** Task **
Every entry must be echoed exactly.
◇ ◇ ◇ ◇
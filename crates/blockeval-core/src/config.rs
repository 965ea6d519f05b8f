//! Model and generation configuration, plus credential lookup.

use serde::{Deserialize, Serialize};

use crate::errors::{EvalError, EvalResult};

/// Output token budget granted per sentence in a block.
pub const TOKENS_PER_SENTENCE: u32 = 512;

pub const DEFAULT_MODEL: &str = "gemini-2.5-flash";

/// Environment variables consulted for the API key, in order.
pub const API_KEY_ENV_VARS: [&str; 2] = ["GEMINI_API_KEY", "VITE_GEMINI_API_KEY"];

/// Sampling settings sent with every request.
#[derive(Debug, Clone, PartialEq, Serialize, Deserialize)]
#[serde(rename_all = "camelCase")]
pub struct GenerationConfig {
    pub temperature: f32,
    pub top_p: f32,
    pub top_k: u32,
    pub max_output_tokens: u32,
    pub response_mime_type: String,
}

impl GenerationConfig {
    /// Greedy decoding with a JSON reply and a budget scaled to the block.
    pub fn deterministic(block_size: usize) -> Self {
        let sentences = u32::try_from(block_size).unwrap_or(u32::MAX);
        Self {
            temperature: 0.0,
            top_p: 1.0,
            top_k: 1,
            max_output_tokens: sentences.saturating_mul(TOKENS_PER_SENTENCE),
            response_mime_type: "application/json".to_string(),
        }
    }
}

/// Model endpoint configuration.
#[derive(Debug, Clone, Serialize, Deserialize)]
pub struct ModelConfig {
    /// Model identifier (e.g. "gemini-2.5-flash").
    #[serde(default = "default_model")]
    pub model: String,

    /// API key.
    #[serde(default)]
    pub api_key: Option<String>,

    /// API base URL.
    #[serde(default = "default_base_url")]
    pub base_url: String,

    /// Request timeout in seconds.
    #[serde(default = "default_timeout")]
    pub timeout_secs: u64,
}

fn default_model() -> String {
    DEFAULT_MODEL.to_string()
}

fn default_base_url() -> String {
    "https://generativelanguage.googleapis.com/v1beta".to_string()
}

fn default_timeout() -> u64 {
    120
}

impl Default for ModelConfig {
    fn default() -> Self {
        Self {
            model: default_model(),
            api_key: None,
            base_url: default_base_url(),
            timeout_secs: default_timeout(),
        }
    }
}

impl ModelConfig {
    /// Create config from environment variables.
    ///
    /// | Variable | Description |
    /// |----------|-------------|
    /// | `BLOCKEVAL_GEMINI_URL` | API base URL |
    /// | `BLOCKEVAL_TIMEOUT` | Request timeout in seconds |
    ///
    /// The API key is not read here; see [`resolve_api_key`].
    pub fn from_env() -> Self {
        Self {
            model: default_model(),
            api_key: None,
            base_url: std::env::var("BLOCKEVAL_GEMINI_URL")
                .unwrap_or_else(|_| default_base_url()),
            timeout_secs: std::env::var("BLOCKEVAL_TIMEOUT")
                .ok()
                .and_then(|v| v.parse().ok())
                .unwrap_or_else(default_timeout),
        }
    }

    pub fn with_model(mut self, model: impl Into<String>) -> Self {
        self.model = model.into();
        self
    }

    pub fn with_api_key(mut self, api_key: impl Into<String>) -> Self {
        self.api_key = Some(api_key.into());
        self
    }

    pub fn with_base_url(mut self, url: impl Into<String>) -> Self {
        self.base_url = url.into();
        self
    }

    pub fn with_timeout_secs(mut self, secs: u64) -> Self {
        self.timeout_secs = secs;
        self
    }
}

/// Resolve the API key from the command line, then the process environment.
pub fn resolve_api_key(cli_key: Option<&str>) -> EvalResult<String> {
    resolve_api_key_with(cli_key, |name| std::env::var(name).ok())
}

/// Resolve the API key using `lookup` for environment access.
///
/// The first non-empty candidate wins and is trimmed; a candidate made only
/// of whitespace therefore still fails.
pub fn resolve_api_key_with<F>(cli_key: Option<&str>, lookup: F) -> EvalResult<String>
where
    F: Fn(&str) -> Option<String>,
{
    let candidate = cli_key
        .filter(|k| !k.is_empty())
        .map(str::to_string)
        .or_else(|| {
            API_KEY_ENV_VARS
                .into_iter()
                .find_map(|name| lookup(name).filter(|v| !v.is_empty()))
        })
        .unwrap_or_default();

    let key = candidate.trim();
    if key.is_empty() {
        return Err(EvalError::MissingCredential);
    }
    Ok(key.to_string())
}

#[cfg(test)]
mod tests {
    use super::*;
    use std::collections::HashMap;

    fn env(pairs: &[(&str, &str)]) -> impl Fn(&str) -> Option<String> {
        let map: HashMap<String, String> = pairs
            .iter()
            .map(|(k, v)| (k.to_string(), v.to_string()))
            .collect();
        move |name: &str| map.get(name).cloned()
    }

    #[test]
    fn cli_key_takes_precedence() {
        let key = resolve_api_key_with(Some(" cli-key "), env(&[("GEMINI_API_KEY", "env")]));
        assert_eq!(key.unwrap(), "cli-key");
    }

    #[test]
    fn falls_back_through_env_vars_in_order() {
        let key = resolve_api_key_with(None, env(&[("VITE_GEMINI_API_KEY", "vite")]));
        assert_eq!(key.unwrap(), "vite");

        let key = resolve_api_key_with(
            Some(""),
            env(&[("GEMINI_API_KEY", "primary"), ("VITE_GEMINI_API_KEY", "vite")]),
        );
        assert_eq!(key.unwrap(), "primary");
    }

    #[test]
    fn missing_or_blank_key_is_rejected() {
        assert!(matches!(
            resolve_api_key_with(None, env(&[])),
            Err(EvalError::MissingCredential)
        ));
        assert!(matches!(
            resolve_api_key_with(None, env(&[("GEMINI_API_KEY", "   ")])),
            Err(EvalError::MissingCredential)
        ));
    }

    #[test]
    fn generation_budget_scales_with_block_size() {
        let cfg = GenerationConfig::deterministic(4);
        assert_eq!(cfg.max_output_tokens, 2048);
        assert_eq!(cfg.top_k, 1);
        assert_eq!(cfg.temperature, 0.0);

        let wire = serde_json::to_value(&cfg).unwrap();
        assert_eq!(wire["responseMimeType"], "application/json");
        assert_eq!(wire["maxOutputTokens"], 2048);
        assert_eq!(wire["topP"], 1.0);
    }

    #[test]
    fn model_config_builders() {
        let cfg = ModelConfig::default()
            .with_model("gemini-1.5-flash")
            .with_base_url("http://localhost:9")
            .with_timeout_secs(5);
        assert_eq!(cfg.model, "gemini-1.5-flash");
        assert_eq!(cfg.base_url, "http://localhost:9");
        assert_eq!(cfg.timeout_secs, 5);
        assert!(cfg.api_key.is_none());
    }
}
◇ ◇ ◇ ◇
** The completed task **
filename crates/blockeval-core/src/config.rs
repository 965ea6d519f05b8f
//! Model and generation configuration, plus credential lookup.

use serde::{Deserialize, Serialize};

use crate::errors::{EvalError, EvalResult};

/// Output token budget granted per sentence in a block.
pub const TOKENS_PER_SENTENCE: u32 = 512;

pub const DEFAULT_MODEL: &str = "gemini-2.5-flash";

/// Environment variables consulted for the API key, in order.
pub const API_KEY_ENV_VARS: [&str; 2] = ["GEMINI_API_KEY", "VITE_GEMINI_API_KEY"];

/// Sampling settings sent with every request.
#[derive(Debug, Clone, PartialEq, Serialize, Deserialize)]
#[serde(rename_all = "camelCase")]
pub struct GenerationConfig {
    pub temperature: f32,
    pub top_p: f32,
    pub top_k: u32,
    pub max_output_tokens: u32,
    pub response_mime_type: String,
}

impl GenerationConfig {
    /// Greedy decoding with a JSON reply and a budget scaled to the block.
    pub fn deterministic(block_size: usize) -> Self {
        let sentences = u32::try_from(block_size).unwrap_or(u32::MAX);
        Self {
            temperature: 0.0,
            top_p: 1.0,
            top_k: 1,
            max_output_tokens: sentences.saturating_mul(TOKENS_PER_SENTENCE),
            response_mime_type: "application/json".to_string(),
        }
    }
}

/// Model endpoint configuration.
#[derive(Debug, Clone, Serialize, Deserialize)]
pub struct ModelConfig {
    /// Model identifier (e.g. "gemini-2.5-flash").
    #[serde(default = "default_model")]
    pub model: String,

    /// API key.
    #[serde(default)]
    pub api_key: Option<String>,

    /// API base URL.
    #[serde(default = "default_base_url")]
    pub base_url: String,

    /// Request timeout in seconds.
    #[serde(default = "default_timeout")]
    pub timeout_secs: u64,
}

fn default_model() -> String {
    DEFAULT_MODEL.to_string()
}

fn default_base_url() -> String {
    "https://generativelanguage.googleapis.com/v1beta".to_string()
}

fn default_timeout() -> u64 {
    120
}

impl Default for ModelConfig {
    fn default() -> Self {
        Self {
            model: default_model(),
            api_key: None,
            base_url: default_base_url(),
            timeout_secs: default_timeout(),
        }
    }
}

impl ModelConfig {
    /// Create config from environment variables.
    ///
    /// | Variable | Description |
    /// |----------|-------------|
    /// | `BLOCKEVAL_GEMINI_URL` | API base URL |
    /// | `BLOCKEVAL_TIMEOUT` | Request timeout in seconds |
    ///
    /// The API key is not read here; see [`resolve_api_key`].
    pub fn from_env() -> Self {
        Self {
            model: default_model(),
            api_key: None,
            base_url: std::env::var("BLOCKEVAL_GEMINI_URL")
                .unwrap_or_else(|_| default_base_url()),
            timeout_secs: std::env::var("BLOCKEVAL_TIMEOUT")
                .ok()
                .and_then(|v| v.parse().ok())
                .unwrap_or_else(default_timeout),
        }
    }

    pub fn with_model(mut self, model: impl Into<String>) -> Self {
        self.model = model.into();
        self
    }

    pub fn with_api_key(mut self, api_key: impl Into<String>) -> Self {
        self.api_key = Some(api_key.into());
        self
    }

    pub fn with_base_url(mut self, url: impl Into<String>) -> Self {
        self.base_url = url.into();
        self
    }

    pub fn with_timeout_secs(mut self, secs: u64) -> Self {
        self.timeout_secs = secs;
        self
    }
}

/// Resolve the API key from the command line, then the process environment.
pub fn resolve_api_key(cli_key: Option<&str>) -> EvalResult<String> {
    resolve_api_key_with(cli_key, |name| std::env::var(name).ok())
}

/// Resolve the API key using `lookup` for environment access.
///
/// The first non-empty candidate wins and is trimmed; a candidate made only
/// of whitespace therefore still fails.
pub fn resolve_api_key_with<F>(cli_key: Option<&str>, lookup: F) -> EvalResult<String>
where
    F: Fn(&str) -> Option<String>,
{
    let candidate = cli_key
        .filter(|k| !k.is_empty())
        .map(str::to_string)
        .or_else(|| {
            API_KEY_ENV_VARS
                .into_iter()
                .find_map(|name| lookup(name).filter(|v| !v.is_empty()))
        })
        .unwrap_or_default();

    let key = candidate.trim();
    if key.is_empty() {
        return Err(EvalError::MissingCredential);
    }
    Ok(key.to_string())
}

#[cfg(test)]
mod tests {
    use super::*;
    use std::collections::HashMap;

    fn env(pairs: &[(&str, &str)]) -> impl Fn(&str) -> Option<String> {
        let map: HashMap<String, String> = pairs
            .iter()
            .map(|(k, v)| (k.to_string(), v.to_string()))
            .collect();
        move |name: &str| map.get(name).cloned()
    }

    #[test]
    fn cli_key_takes_precedence() {
        let key = resolve_api_key_with(Some(" cli-key "), env(&[("GEMINI_API_KEY", "env")]));
        assert_eq!(key.unwrap(), "cli-key");
    }

    #[test]
    fn falls_back_through_env_vars_in_order() {
        let key = resolve_api_key_with(None, env(&[("VITE_GEMINI_API_KEY", "vite")]));
        assert_eq!(key.unwrap(), "vite");

        let key = resolve_api_key_with(
            Some(""),
            env(&[("GEMINI_API_KEY", "primary"), ("VITE_GEMINI_API_KEY", "vite")]),
        );
        assert_eq!(key.unwrap(), "primary");
    }

    #[test]
    fn missing_or_blank_key_is_rejected() {
        assert!(matches!(
            resolve_api_key_with(None, env(&[])),
            Err(EvalError::MissingCredential)
        ));
        assert!(matches!(
            resolve_api_key_with(None, env(&[("GEMINI_API_KEY", "   ")])),
            Err(EvalError::MissingCredential)
        ));
    }

    #[test]
    fn generation_budget_scales_with_block_size() {
        let cfg = GenerationConfig::deterministic(4);
        assert_eq!(cfg.max_output_tokens, 2048);
        assert_eq!(cfg.top_k, 1);
        assert_eq!(cfg.temperature, 0.0);

        let wire = serde_json::to_value(&cfg).unwrap();
        assert_eq!(wire["responseMimeType"], "application/json");
        assert_eq!(wire["maxOutputTokens"], 2048);
        assert_eq!(wire["topP"], 1.0);
    }

    #[test]
    fn model_config_builders() {
        let cfg = ModelConfig::default()
            .with_model("gemini-1.5-flash")
            .with_base_url("http://localhost:9")
            .with_timeout_secs(5);
        assert_eq!(cfg.model, "gemini-1.5-flash");
        assert_eq!(cfg.base_url, "http://localhost:9");
        assert_eq!(cfg.timeout_secs, 5);
        assert!(cfg.api_key.is_none());
    }
}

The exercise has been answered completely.